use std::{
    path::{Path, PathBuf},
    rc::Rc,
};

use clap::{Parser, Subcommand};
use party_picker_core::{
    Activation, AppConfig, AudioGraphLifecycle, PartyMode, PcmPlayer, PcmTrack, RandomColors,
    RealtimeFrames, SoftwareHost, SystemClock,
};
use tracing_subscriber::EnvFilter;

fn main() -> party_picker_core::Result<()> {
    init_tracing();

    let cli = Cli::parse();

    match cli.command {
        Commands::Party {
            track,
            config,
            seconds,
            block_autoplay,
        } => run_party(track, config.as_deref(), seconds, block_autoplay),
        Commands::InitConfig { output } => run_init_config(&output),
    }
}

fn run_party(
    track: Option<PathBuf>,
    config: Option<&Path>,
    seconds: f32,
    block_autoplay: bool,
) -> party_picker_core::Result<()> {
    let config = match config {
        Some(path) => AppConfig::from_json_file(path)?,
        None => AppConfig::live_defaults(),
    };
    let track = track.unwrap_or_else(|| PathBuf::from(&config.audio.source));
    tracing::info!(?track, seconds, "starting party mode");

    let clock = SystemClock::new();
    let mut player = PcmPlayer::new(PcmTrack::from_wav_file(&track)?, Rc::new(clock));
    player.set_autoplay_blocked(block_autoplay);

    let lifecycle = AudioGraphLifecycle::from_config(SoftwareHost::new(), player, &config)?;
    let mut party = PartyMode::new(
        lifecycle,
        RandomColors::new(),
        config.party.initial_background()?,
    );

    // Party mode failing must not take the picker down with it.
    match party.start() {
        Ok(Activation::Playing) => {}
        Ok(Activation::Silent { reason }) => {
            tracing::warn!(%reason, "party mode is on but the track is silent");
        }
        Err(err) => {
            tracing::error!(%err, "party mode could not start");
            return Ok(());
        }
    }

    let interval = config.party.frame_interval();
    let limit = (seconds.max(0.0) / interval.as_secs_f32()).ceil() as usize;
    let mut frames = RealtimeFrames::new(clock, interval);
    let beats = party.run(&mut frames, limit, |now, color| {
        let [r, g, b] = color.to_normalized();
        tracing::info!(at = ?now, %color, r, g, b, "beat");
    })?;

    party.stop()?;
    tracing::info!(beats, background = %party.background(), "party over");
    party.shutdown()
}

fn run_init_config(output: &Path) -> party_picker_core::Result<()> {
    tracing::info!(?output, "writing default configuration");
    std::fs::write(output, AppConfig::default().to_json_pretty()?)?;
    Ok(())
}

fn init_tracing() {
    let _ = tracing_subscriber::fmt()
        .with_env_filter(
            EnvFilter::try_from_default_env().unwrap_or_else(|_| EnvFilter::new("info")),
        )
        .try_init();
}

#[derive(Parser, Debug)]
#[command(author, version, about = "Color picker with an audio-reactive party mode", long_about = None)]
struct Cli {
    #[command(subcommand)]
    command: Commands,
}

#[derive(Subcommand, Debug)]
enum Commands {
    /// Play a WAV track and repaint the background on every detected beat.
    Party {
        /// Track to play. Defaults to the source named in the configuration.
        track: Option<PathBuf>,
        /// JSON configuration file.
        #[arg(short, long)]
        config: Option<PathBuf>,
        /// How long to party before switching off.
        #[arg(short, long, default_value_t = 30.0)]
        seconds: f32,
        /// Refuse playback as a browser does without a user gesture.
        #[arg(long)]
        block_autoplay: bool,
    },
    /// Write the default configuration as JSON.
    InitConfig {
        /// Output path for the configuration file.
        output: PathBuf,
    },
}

==

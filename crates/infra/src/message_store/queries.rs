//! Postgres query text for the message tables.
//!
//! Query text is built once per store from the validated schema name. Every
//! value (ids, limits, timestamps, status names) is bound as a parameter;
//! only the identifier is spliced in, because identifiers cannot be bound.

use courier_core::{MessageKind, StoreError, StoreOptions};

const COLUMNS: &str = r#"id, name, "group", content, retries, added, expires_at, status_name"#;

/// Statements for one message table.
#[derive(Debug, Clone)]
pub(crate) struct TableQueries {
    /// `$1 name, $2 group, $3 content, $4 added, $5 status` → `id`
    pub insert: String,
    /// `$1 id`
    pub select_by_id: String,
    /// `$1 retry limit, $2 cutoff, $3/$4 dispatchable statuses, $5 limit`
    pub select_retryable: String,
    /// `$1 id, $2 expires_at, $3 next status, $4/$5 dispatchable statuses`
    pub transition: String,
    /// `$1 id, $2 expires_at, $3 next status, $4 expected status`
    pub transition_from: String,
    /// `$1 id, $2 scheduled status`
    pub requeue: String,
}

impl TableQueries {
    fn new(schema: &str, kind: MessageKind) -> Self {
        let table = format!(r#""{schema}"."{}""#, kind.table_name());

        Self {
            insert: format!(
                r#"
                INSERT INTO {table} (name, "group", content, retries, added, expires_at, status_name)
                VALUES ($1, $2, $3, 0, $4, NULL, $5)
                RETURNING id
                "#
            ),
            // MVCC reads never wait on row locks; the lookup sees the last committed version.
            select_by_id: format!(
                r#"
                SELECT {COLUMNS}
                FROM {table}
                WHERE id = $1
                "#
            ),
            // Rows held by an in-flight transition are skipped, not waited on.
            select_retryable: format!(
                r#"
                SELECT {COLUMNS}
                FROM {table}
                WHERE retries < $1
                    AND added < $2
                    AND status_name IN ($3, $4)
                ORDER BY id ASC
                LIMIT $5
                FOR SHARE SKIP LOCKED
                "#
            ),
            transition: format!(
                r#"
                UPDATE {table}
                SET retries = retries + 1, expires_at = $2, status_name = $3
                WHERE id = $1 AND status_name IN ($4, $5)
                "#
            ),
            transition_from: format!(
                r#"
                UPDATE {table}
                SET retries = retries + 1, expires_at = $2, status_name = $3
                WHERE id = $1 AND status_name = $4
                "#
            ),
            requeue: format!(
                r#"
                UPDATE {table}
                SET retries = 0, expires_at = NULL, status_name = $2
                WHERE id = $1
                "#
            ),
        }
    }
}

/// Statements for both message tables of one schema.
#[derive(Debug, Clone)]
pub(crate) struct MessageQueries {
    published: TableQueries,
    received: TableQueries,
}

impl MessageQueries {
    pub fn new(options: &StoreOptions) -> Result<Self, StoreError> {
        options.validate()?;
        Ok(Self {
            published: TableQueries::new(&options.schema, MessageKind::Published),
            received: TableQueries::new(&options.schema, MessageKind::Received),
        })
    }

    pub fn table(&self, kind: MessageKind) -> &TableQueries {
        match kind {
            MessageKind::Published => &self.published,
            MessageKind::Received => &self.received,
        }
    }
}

# Problem to solve
The lines holding the word "EnvFilter" are the answer. Find them in the entries and copy them.

# Response box
use tracing_subscriber::EnvFilter;
            EnvFilter::try_from_default_env().unwrap_or_else(|_| EnvFilter::new("info")),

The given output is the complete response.